AMD Chips: AMD reveals little more about “Siena” and confuses

Genoa, Bergamo, Genoa-X: AMD’s current family of server CPU products based on the Zen 4 architecture consists of these three members. But the fourth member is still pending: Siena. At the Hot Chips 2023 industry conference, AMD confirmed some details about Siena but remained mysterious.

Siena
image: AMD

Siena is still missing from the league

amd siena
image: AMD

So far, AMD’s latest Epyc generation consists of Genoa for the main business with up to 96 full Zen 4 cores, then Bergamo with up to 128 “slim” Zen 4c cores for the cloud sector and Genoa-X as a special solution additional L3 cache.

Number four in the group is called Siena and has been on AMD’s roadmap for some time. Siena is to serve a performance-per-watt platform with up to 64 cores for the edge and telecommunications segments. The market launch is still pending, but there are at least a few more details about Hot Chips 2023.

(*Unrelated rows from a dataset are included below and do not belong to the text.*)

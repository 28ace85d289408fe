// SPDX-FileCopyrightText: 2025 RAprogramm <andrey.rozanov.vl@gmail.com>
//
// SPDX-License-Identifier: MIT

//! Validated `owner/name` repository identifiers.
//!
//! Validation is purely local: an identifier that fails here never reaches
//! the upstream service.

use std::fmt;

use serde::Serialize;

use crate::error::Error;

/// Repository identifier of the form `owner/name`.
///
/// Instances can only be obtained through [`RepositoryIdentifier::parse`],
/// which guarantees exactly one `/` separating two non-empty segments.
#[derive(Debug, Clone, PartialEq, Eq, Hash, Serialize,)]
#[serde(into = "String")]
pub struct RepositoryIdentifier
{
    owner: String,
    name:  String,
}

impl RepositoryIdentifier
{
    /// Parses and validates an identifier.
    ///
    /// Leading and trailing whitespace is ignored.
    ///
    /// # Errors
    ///
    /// Returns [`Error::InvalidIdentifier`] when the input does not consist of
    /// exactly two non-empty segments separated by a single `/`.
    ///
    /// # Examples
    ///
    /// ```
    /// use repo_insight::RepositoryIdentifier;
    ///
    /// let id = RepositoryIdentifier::parse(" octo/demo ",)?;
    /// assert_eq!(id.owner(), "octo");
    /// assert_eq!(id.name(), "demo");
    /// assert!(RepositoryIdentifier::parse("octo/demo/extra").is_err());
    /// # Ok::<(), repo_insight::Error>(())
    /// ```
    pub fn parse(input: &str,) -> Result<Self, Error,>
    {
        let trimmed = input.trim();
        let invalid = || Error::InvalidIdentifier {
            identifier: input.to_owned(),
        };

        let (owner, name,) = trimmed.split_once('/',).ok_or_else(invalid,)?;
        if owner.is_empty() || name.is_empty() || name.contains('/',) {
            return Err(invalid(),);
        }

        Ok(Self {
            owner: owner.to_owned(),
            name:  name.to_owned(),
        },)
    }

    /// Account that owns the repository.
    pub fn owner(&self,) -> &str
    {
        &self.owner
    }

    /// Repository name within the owner's namespace.
    pub fn name(&self,) -> &str
    {
        &self.name
    }
}

impl fmt::Display for RepositoryIdentifier
{
    fn fmt(&self, f: &mut fmt::Formatter<'_,>,) -> fmt::Result
    {
        write!(f, "{}/{}", self.owner, self.name)
    }
}

impl From<RepositoryIdentifier,> for String
{
    fn from(identifier: RepositoryIdentifier,) -> Self
    {
        identifier.to_string()
    }
}

impl std::str::FromStr for RepositoryIdentifier
{
    type Err = Error;

    fn from_str(input: &str,) -> Result<Self, Self::Err,>
    {
        Self::parse(input,)
    }
}

#[cfg(test)]
mod tests
{
    use proptest::prelude::*;

    use super::RepositoryIdentifier;
    use crate::error::Error;

    proptest! {
        #[test]
        fn well_formed_identifiers_round_trip(owner in "[A-Za-z0-9_.-]{1,20}", name in "[A-Za-z0-9_.-]{1,20}") {
            let raw = format!("{owner}/{name}");
            let id = RepositoryIdentifier::parse(&raw).expect("valid identifier");
            prop_assert_eq!(id.owner(), owner.as_str());
            prop_assert_eq!(id.name(), name.as_str());
            prop_assert_eq!(id.to_string(), raw);
        }

        #[test]
        fn identifiers_without_separator_are_rejected(raw in "[A-Za-z0-9_.-]{0,40}") {
            prop_assert!(RepositoryIdentifier::parse(&raw).is_err());
        }
    }

    #[test]
    fn rejects_malformed_shapes()
    {
        for raw in ["", "/", "octo/", "/demo", "octo/demo/extra", "octo//demo", "   "] {
            match RepositoryIdentifier::parse(raw,) {
                Err(Error::InvalidIdentifier {
                    identifier,
                },) => assert_eq!(identifier, raw),
                other => panic!("expected invalid identifier for {raw:?}, got {other:?}"),
            }
        }
    }

    #[test]
    fn trims_surrounding_whitespace()
    {
        let id = RepositoryIdentifier::parse("  rust-lang/rust\n",).expect("valid identifier",);
        assert_eq!(id.to_string(), "rust-lang/rust");
    }

    #[test]
    fn serializes_as_plain_string()
    {
        let id: RepositoryIdentifier = "octo/demo".parse().expect("valid identifier",);
        let json = serde_json::to_string(&id,).expect("serialization failed",);
        assert_eq!(json, "\"octo/demo\"");
    }
}
// SPDX-FileCopyrightText: 2025 RAprogramm <andrey.rozanov.vl@gmail.com>
// SPDX-License-Identifier: MIT

/// Windowed activity aggregation for a repository.
///
/// Commits and issues are counted inside the look-back window. Pull requests
/// and contributors are not, since the upstream listings offer no date filter
/// for them. The first failing query aborts the aggregation.
use tracing::{debug, info};

use crate::{
    error::{Error, Lookup, classify},
    identifier::RepositoryIdentifier,
    models::{ActivityMetrics, StateFilter},
    paging,
    resolver::RepositoryResolver,
    session::Session,
    upstream::IssueQuery,
    window::Window,
};

/// Number of contributor logins reported in
/// [`ActivityMetrics::top_contributors`].
pub const TOP_CONTRIBUTORS: usize = 10;

/// Computes [`ActivityMetrics`] for a repository.
#[derive(Debug, Clone, Copy,)]
pub struct ActivityAggregator<'s,>
{
    session: &'s Session,
}

impl<'s,> ActivityAggregator<'s,>
{
    pub fn new(session: &'s Session,) -> Self
    {
        Self {
            session,
        }
    }

    /// Aggregates activity of the last `days` days.
    ///
    /// # Errors
    ///
    /// * [`Error::InvalidArgument`] when `days` is zero.
    /// * The resolver taxonomy; a failure of any sub-query, including
    ///   [`Error::RateLimited`], discards every partial count.
    pub async fn get_metrics(&self, identifier: &str, days: u32,) -> Result<ActivityMetrics, Error,>
    {
        RepositoryIdentifier::parse(identifier,)?;
        self.get_metrics_in(identifier, Window::ending_now(days,)?,).await
    }

    /// Same as [`get_metrics`](Self::get_metrics) for an explicit window.
    ///
    /// # Errors
    ///
    /// See [`get_metrics`](Self::get_metrics).
    pub async fn get_metrics_in(
        &self,
        identifier: &str,
        window: Window,
    ) -> Result<ActivityMetrics, Error,>
    {
        let resolved = RepositoryResolver::new(self.session,).resolve(identifier,).await?;
        let id = resolved.identifier();
        let fail = |failure| classify(failure, &id.to_string(), Lookup::Listing,);
        let upstream = self.session.upstream();
        let per_page = self.session.per_page();
        let since = window.since();

        debug!("Counting commits for {} since {}", id, since.to_rfc3339());
        let commit_count =
            paging::count(per_page, |page| upstream.commits(id, since, page,), |_| true,)
                .await
                .map_err(fail,)?;

        let open_issues_count = self.count_issues(id, StateFilter::Open, window,).await?;
        let closed_issues_count = self.count_issues(id, StateFilter::Closed, window,).await?;

        debug!("Counting pull requests for {}", id);
        let open_prs_count =
            paging::count(per_page, |page| upstream.pulls(id, StateFilter::Open, page,), |_| true,)
                .await
                .map_err(fail,)?;
        let merged_prs_count = paging::count(
            per_page,
            |page| upstream.pulls(id, StateFilter::Closed, page,),
            |pull| pull.merged_at.is_some(),
        )
        .await
        .map_err(fail,)?;

        debug!("Listing contributors for {}", id);
        let contributors =
            paging::collect(per_page, None, |page| upstream.contributors(id, page,),)
                .await
                .map_err(fail,)?;
        let contributor_count = contributors.len() as u64;
        let top_contributors = contributors
            .into_iter()
            .take(TOP_CONTRIBUTORS,)
            .map(|contributor| contributor.login,)
            .collect();

        info!(
            "Computed activity metrics for {} (last {} days): {} commits, {} contributors",
            id,
            window.days(),
            commit_count,
            contributor_count
        );

        Ok(ActivityMetrics {
            commit_count,
            open_issues_count,
            closed_issues_count,
            open_prs_count,
            merged_prs_count,
            contributor_count,
            top_contributors,
            time_period_days: window.days(),
        },)
    }

    async fn count_issues(
        &self,
        id: &RepositoryIdentifier,
        state: StateFilter,
        window: Window,
    ) -> Result<u64, Error,>
    {
        debug!("Counting {} issues for {} updated since {}", state, id, window.since().to_rfc3339());
        let upstream = self.session.upstream();
        let query = &IssueQuery {
            state,
            since: Some(window.since(),),
        };
        paging::count(self.session.per_page(), |page| upstream.issues(id, query, page,), |_| true,)
            .await
            .map_err(|failure| classify(failure, &id.to_string(), Lookup::Listing,),)
    }
}
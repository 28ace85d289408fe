// SPDX-FileCopyrightText: 2025 RAprogramm <andrey.rozanov.vl@gmail.com>
// SPDX-License-Identifier: MIT

/// Authenticated handle shared by every analytics component.
use std::{fmt, sync::Arc};

use tracing::debug;

use crate::{config::SessionConfig, error::Error, github::GitHubUpstream, upstream::Upstream};

/// Immutable session holding the single credential-bearing upstream handle.
///
/// Cloning is cheap and every clone talks to the same upstream handle. The
/// session keeps no state between calls, so it can be shared freely across
/// concurrent tasks.
#[derive(Clone,)]
pub struct Session
{
    upstream: Arc<dyn Upstream,>,
    per_page: u8,
}

impl Session
{
    /// Builds a session backed by the GitHub REST API.
    ///
    /// # Errors
    ///
    /// Returns [`Error::Config`] when the HTTP client cannot be initialized,
    /// for example because the configured base URL is malformed.
    ///
    /// # Example
    ///
    /// ```no_run
    /// use repo_insight::{Session, SessionConfig};
    ///
    /// # fn example() -> Result<(), repo_insight::Error> {
    /// let config = SessionConfig::new("ghp_token",)?;
    /// let session = Session::connect(&config,)?;
    /// # Ok(())
    /// # }
    /// ```
    pub fn connect(config: &SessionConfig,) -> Result<Self, Error,>
    {
        debug!("Initializing GitHub session for {}", config.api_base_url().unwrap_or("api.github.com"));
        let upstream = GitHubUpstream::new(config,)?;
        Ok(Self::with_upstream(Arc::new(upstream,), config.per_page(),),)
    }

    /// Builds a session around an arbitrary upstream implementation.
    pub fn with_upstream(upstream: Arc<dyn Upstream,>, per_page: u8,) -> Self
    {
        Self {
            upstream,
            per_page: per_page.max(1,),
        }
    }

    /// Upstream handle used for every request.
    pub fn upstream(&self,) -> &dyn Upstream
    {
        self.upstream.as_ref()
    }

    /// Page size used for listings.
    pub fn per_page(&self,) -> u8
    {
        self.per_page
    }
}

impl fmt::Debug for Session
{
    fn fmt(&self, f: &mut fmt::Formatter<'_,>,) -> fmt::Result
    {
        f.debug_struct("Session",).field("per_page", &self.per_page,).finish_non_exhaustive()
    }
}
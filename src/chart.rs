// SPDX-FileCopyrightText: 2025 RAprogramm <andrey.rozanov.vl@gmail.com>
// SPDX-License-Identifier: MIT

//! Bar chart rendering for daily commit histograms.
//!
//! Rendering sits behind [`ChartRenderer`] so callers can swap the image
//! backend. [`SvgBarChart`] builds a self-contained SVG document with one bar
//! per bucket and rotated date labels on every `label_step`-th tick.

use std::{borrow::Cow, fmt::Write as _};

use crate::{error::Error, models::DailyCommitHistogram};

/// Media type of the documents produced by [`SvgBarChart`].
pub const SVG_MEDIA_TYPE: &str = "image/svg+xml";

/// Input handed to a [`ChartRenderer`].
#[derive(Debug, Clone, Copy,)]
pub struct ChartRequest<'a,>
{
    pub title:      &'a str,
    pub x_label:    &'a str,
    pub y_label:    &'a str,
    pub histogram:  &'a DailyCommitHistogram,
    /// Every `label_step`-th bar gets a date label, starting at the first.
    pub label_step: usize,
}

/// Encoded image returned by a [`ChartRenderer`].
#[derive(Debug, Clone, PartialEq, Eq,)]
pub struct RenderedChart
{
    pub media_type: String,
    pub data:       Vec<u8,>,
}

/// Turns a histogram into an image.
pub trait ChartRenderer
{
    /// Renders `request` into an encoded image.
    ///
    /// # Errors
    ///
    /// Implementations report encoding failures as [`Error`].
    fn render(&self, request: &ChartRequest<'_,>,) -> Result<RenderedChart, Error,>;
}

/// SVG bar chart with fixed canvas dimensions.
#[derive(Debug, Clone, PartialEq, Eq,)]
pub struct SvgBarChart
{
    pub width:     u32,
    pub height:    u32,
    pub bar_color: String,
}

impl Default for SvgBarChart
{
    fn default() -> Self
    {
        Self {
            width:     1200,
            height:    600,
            bar_color: "#0366d6".to_owned(),
        }
    }
}

const MARGIN_LEFT: f64 = 80.0;
const MARGIN_RIGHT: f64 = 30.0;
const MARGIN_TOP: f64 = 60.0;
const MARGIN_BOTTOM: f64 = 120.0;
const Y_TICKS: u64 = 5;
const FONT: &str = "'Segoe UI', 'Helvetica Neue', sans-serif";

impl ChartRenderer for SvgBarChart
{
    fn render(&self, request: &ChartRequest<'_,>,) -> Result<RenderedChart, Error,>
    {
        if request.label_step == 0 {
            return Err(Error::invalid_argument("label step must be positive",),);
        }

        Ok(RenderedChart {
            media_type: SVG_MEDIA_TYPE.to_owned(),
            data:       self.build_svg(request,).into_bytes(),
        },)
    }
}

impl SvgBarChart
{
    fn build_svg(&self, request: &ChartRequest<'_,>,) -> String
    {
        let width = f64::from(self.width,);
        let height = f64::from(self.height,);
        let plot_width = (width - MARGIN_LEFT - MARGIN_RIGHT).max(1.0,);
        let plot_height = (height - MARGIN_TOP - MARGIN_BOTTOM).max(1.0,);
        let baseline = MARGIN_TOP + plot_height;

        let buckets = &request.histogram.buckets;
        let peak = buckets.iter().map(|bucket| bucket.count,).max().unwrap_or(0,);
        let y_max = nice_ceiling(peak,);
        let slot = plot_width / buckets.len().max(1,) as f64;
        let bar_width = slot * 0.8;

        let mut buffer = String::with_capacity(512 + buckets.len() * 160,);
        let _ = writeln!(
            buffer,
            "<?xml version=\"1.0\" encoding=\"UTF-8\"?>\n<svg xmlns=\"http://www.w3.org/2000/svg\" role=\"img\" aria-label=\"{title}\" width=\"{w}\" height=\"{h}\" viewBox=\"0 0 {w} {h}\">",
            title = escape_xml(request.title),
            w = self.width,
            h = self.height,
        );
        let _ = writeln!(buffer, "  <rect width=\"100%\" height=\"100%\" fill=\"#ffffff\"/>");
        let _ = writeln!(
            buffer,
            "  <text x=\"{:.1}\" y=\"32\" text-anchor=\"middle\" font-family=\"{FONT}\" font-size=\"20\" fill=\"#24292f\">{}</text>",
            width / 2.0,
            escape_xml(request.title),
        );

        for tick in 0..=Y_TICKS {
            let value = y_max * tick / Y_TICKS;
            let y = baseline - plot_height * tick as f64 / Y_TICKS as f64;
            let _ = writeln!(
                buffer,
                "  <line x1=\"{MARGIN_LEFT:.1}\" y1=\"{y:.1}\" x2=\"{:.1}\" y2=\"{y:.1}\" stroke=\"#d0d7de\" stroke-width=\"1\"/>",
                MARGIN_LEFT + plot_width,
            );
            let _ = writeln!(
                buffer,
                "  <text x=\"{:.1}\" y=\"{:.1}\" text-anchor=\"end\" font-family=\"{FONT}\" font-size=\"12\" fill=\"#57606a\">{value}</text>",
                MARGIN_LEFT - 8.0,
                y + 4.0,
            );
        }

        for (index, bucket,) in buckets.iter().enumerate() {
            let x = MARGIN_LEFT + slot * index as f64 + (slot - bar_width) / 2.0;
            let bar_height = if y_max == 0 { 0.0 } else { plot_height * bucket.count as f64 / y_max as f64 };
            let _ = writeln!(
                buffer,
                "  <rect x=\"{x:.1}\" y=\"{:.1}\" width=\"{bar_width:.1}\" height=\"{bar_height:.1}\" fill=\"{}\"><title>{}: {}</title></rect>",
                baseline - bar_height,
                escape_xml(&self.bar_color),
                bucket.date,
                bucket.count,
            );

            if index % request.label_step == 0 {
                let label_x = x + bar_width / 2.0;
                let label_y = baseline + 16.0;
                let _ = writeln!(
                    buffer,
                    "  <text x=\"{label_x:.1}\" y=\"{label_y:.1}\" text-anchor=\"end\" transform=\"rotate(-45 {label_x:.1} {label_y:.1})\" font-family=\"{FONT}\" font-size=\"11\" fill=\"#57606a\">{}</text>",
                    bucket.date.format("%Y-%m-%d"),
                );
            }
        }

        let _ = writeln!(
            buffer,
            "  <line x1=\"{MARGIN_LEFT:.1}\" y1=\"{baseline:.1}\" x2=\"{:.1}\" y2=\"{baseline:.1}\" stroke=\"#24292f\" stroke-width=\"1\"/>",
            MARGIN_LEFT + plot_width,
        );
        let _ = writeln!(
            buffer,
            "  <text x=\"{:.1}\" y=\"{:.1}\" text-anchor=\"middle\" font-family=\"{FONT}\" font-size=\"14\" fill=\"#24292f\">{}</text>",
            MARGIN_LEFT + plot_width / 2.0,
            height - 16.0,
            escape_xml(request.x_label),
        );
        let _ = writeln!(
            buffer,
            "  <text x=\"20\" y=\"{y:.1}\" text-anchor=\"middle\" transform=\"rotate(-90 20 {y:.1})\" font-family=\"{FONT}\" font-size=\"14\" fill=\"#24292f\">{}</text>",
            escape_xml(request.y_label),
            y = MARGIN_TOP + plot_height / 2.0,
        );
        buffer.push_str("</svg>\n",);
        buffer
    }
}

/// Smallest multiple of [`Y_TICKS`] not below `peak`, at least `Y_TICKS`.
fn nice_ceiling(peak: u64,) -> u64
{
    peak.max(1,).div_ceil(Y_TICKS,) * Y_TICKS
}

fn escape_xml(value: &str,) -> Cow<'_, str,>
{
    if value.chars().any(|character| matches!(character, '&' | '<' | '>' | '\"' | '\''),) {
        let mut escaped = String::with_capacity(value.len(),);
        for character in value.chars() {
            match character {
                '&' => escaped.push_str("&amp;",),
                '<' => escaped.push_str("&lt;",),
                '>' => escaped.push_str("&gt;",),
                '\"' => escaped.push_str("&quot;",),
                '\'' => escaped.push_str("&apos;",),
                other => escaped.push(other,),
            }
        }
        Cow::Owned(escaped,)
    } else {
        Cow::Borrowed(value,)
    }
}
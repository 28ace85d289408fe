// SPDX-FileCopyrightText: 2025 RAprogramm <andrey.rozanov.vl@gmail.com>
// SPDX-License-Identifier: MIT

/// Contract between the analytics components and the hosting service.
///
/// The raw record types mirror the JSON payloads of the GitHub REST API so
/// that implementations can deserialize responses directly. Components never
/// expose these types; they normalize them into the records of
/// [`crate::models`].
use async_trait::async_trait;
use chrono::{DateTime, FixedOffset, Utc};
use serde::Deserialize;

use crate::{error::UpstreamFailure, identifier::RepositoryIdentifier, models::StateFilter};

/// One page of a listing.
#[derive(Debug, Clone,)]
pub struct Page<T,>
{
    /// Items of the page in upstream order.
    pub items:    Vec<T,>,
    /// Whether the upstream service has more items after this page.
    pub has_next: bool,
}

/// Position and size of a requested page. Page numbers start at 1.
#[derive(Debug, Clone, Copy, PartialEq, Eq,)]
pub struct PageRequest
{
    pub number: u32,
    pub size:   u8,
}

/// Server-side filters of the issue listing.
#[derive(Debug, Clone, Copy, PartialEq, Eq,)]
pub struct IssueQuery
{
    /// State filter applied by the upstream service.
    pub state: StateFilter,
    /// Only issues updated at or after this instant.
    pub since: Option<DateTime<Utc,>,>,
}

#[derive(Debug, Clone, Deserialize,)]
pub struct RawOwner
{
    pub login:      String,
    pub avatar_url: String,
    pub html_url:   String,
}

#[derive(Debug, Clone, Deserialize,)]
pub struct RawLicense
{
    pub name: String,
}

#[derive(Debug, Clone, Deserialize,)]
pub struct RawRepository
{
    pub name:              String,
    pub full_name:         String,
    pub description:       Option<String,>,
    pub owner:             RawOwner,
    pub html_url:          String,
    pub url:               String,
    #[serde(default)]
    pub stargazers_count:  u64,
    #[serde(default)]
    pub forks_count:       u64,
    #[serde(default)]
    pub watchers_count:    u64,
    #[serde(default)]
    pub open_issues_count: u64,
    pub language:          Option<String,>,
    pub license:           Option<RawLicense,>,
    pub created_at:        DateTime<Utc,>,
    pub updated_at:        DateTime<Utc,>,
    pub pushed_at:         Option<DateTime<Utc,>,>,
    #[serde(default)]
    pub visibility:        Option<String,>,
    #[serde(default)]
    pub private:           bool,
    #[serde(default)]
    pub default_branch:    String,
}

#[derive(Debug, Clone, Deserialize,)]
pub struct RawUser
{
    pub login: String,
}

#[derive(Debug, Clone, Deserialize,)]
pub struct RawLabel
{
    pub name: String,
}

#[derive(Debug, Clone, Deserialize,)]
pub struct RawIssue
{
    pub number:     u64,
    pub title:      String,
    pub state:      String,
    pub created_at: DateTime<Utc,>,
    pub updated_at: DateTime<Utc,>,
    pub closed_at:  Option<DateTime<Utc,>,>,
    pub user:       Option<RawUser,>,
    #[serde(default)]
    pub labels:     Vec<RawLabel,>,
    #[serde(default)]
    pub comments:   u64,
    pub html_url:   String,
    pub body:       Option<String,>,
}

#[derive(Debug, Clone, Deserialize,)]
pub struct RawReadme
{
    pub name:         String,
    pub path:         String,
    pub size:         u64,
    /// Base64 payload, possibly wrapped over several lines.
    pub content:      String,
    #[serde(default)]
    pub encoding:     Option<String,>,
    pub download_url: Option<String,>,
}

#[derive(Debug, Clone, Deserialize,)]
pub struct RawSignature
{
    pub name: String,
    pub date: DateTime<FixedOffset,>,
}

#[derive(Debug, Clone, Deserialize,)]
pub struct RawCommitBody
{
    pub message:   String,
    pub author:    Option<RawSignature,>,
    #[serde(default)]
    pub committer: Option<RawSignature,>,
}

/// Commit as returned by the commit listing, without line statistics.
#[derive(Debug, Clone, Deserialize,)]
pub struct RawCommit
{
    pub sha:      String,
    pub html_url: String,
    pub commit:   RawCommitBody,
    pub author:   Option<RawUser,>,
}

#[derive(Debug, Clone, Copy, Default, Deserialize,)]
pub struct RawCommitStats
{
    #[serde(default)]
    pub additions: u64,
    #[serde(default)]
    pub deletions: u64,
    #[serde(default)]
    pub total:     u64,
}

/// Single commit lookup result carrying line statistics.
#[derive(Debug, Clone, Deserialize,)]
pub struct RawCommitDetail
{
    pub sha:   String,
    #[serde(default)]
    pub stats: Option<RawCommitStats,>,
}

#[derive(Debug, Clone, Deserialize,)]
pub struct RawPull
{
    pub number:    u64,
    pub state:     String,
    pub merged_at: Option<DateTime<Utc,>,>,
}

#[derive(Debug, Clone, Deserialize,)]
pub struct RawContributor
{
    pub login:         String,
    #[serde(default)]
    pub contributions: u64,
}

/// Read-only view of the hosting service.
///
/// Implementations perform exactly one upstream request per call and report
/// failures verbatim as [`UpstreamFailure`]; classification into the crate
/// error taxonomy happens in the calling component.
#[async_trait]
pub trait Upstream: Send + Sync
{
    /// Looks up a repository by identifier.
    async fn repository(
        &self,
        id: &RepositoryIdentifier,
    ) -> Result<RawRepository, UpstreamFailure,>;

    /// Lists the topics attached to a repository.
    async fn topics(&self, id: &RepositoryIdentifier,) -> Result<Vec<String,>, UpstreamFailure,>;

    /// Lists one page of issues matching `query`.
    async fn issues(
        &self,
        id: &RepositoryIdentifier,
        query: &IssueQuery,
        page: PageRequest,
    ) -> Result<Page<RawIssue,>, UpstreamFailure,>;

    /// Fetches the README at the default location.
    async fn readme(&self, id: &RepositoryIdentifier,) -> Result<RawReadme, UpstreamFailure,>;

    /// Lists one page of commits authored at or after `since`.
    async fn commits(
        &self,
        id: &RepositoryIdentifier,
        since: DateTime<Utc,>,
        page: PageRequest,
    ) -> Result<Page<RawCommit,>, UpstreamFailure,>;

    /// Fetches a single commit including its line statistics.
    async fn commit(
        &self,
        id: &RepositoryIdentifier,
        sha: &str,
    ) -> Result<RawCommitDetail, UpstreamFailure,>;

    /// Lists one page of pull requests in the given state.
    async fn pulls(
        &self,
        id: &RepositoryIdentifier,
        state: StateFilter,
        page: PageRequest,
    ) -> Result<Page<RawPull,>, UpstreamFailure,>;

    /// Lists one page of contributors in upstream ranking order.
    async fn contributors(
        &self,
        id: &RepositoryIdentifier,
        page: PageRequest,
    ) -> Result<Page<RawContributor,>, UpstreamFailure,>;
}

AMD names TDP classes and confuses

siena amd
image: AMD

A scheme confirms that Siena addresses the DDR5 main memory via six channels (DRAM channel). That’s only half as many as Genoa, which fits in with the more compact SP6 socket, which AMD doesn’t mention per se today. The manufacturer limits the TDP range to 70 watts to 225 watts depending on the model. In terms of performance and command functions, the full program should be offered. Previously, AMD had always spoken of full-fledged Zen 4 cores at Siena.

But the hot chips presentation is confusing on this point. While each member of the “Zen 4 Epyc” family is clearly referred to in the illustrations as “Zen 4” (Genoa, Genoa-X) or “Zen 4c” (Bergamo), the field for Siena simply remains open. The number of chips (CCD) is also not shown exactly in Siena. With “Zen 4” it should be 8 CCDs with 8 cores each in the full configuration.

Corresponding inquiries from the editors remained unanswered with the reference that one could not yet reveal everything about Siena. Likewise, it was not answered in the question and answer session whether Siena was also conceivable with “Zen 4c”.

Rumours about halved L3 cache

Now it remains to be seen to what extent Siena differs from Genoa apart from the socket and memory interface. There was already a hint that Siena could only have half as much L3 cache as Genoa, namely 16 MB instead of 32 MB per 8-core CCD. However, this rumour remains unconfirmed.

The fact that it will come as Epyc 8004 seems more certain based on a public entry by the PCI-SIG.

The rest of the presentation does not reveal any new features, but primarily emphasizes the advantages of the Zen 4 architecture from the manufacturer’s point of view and goes further into the known differences between “Zen 4” and “Zen 4c”.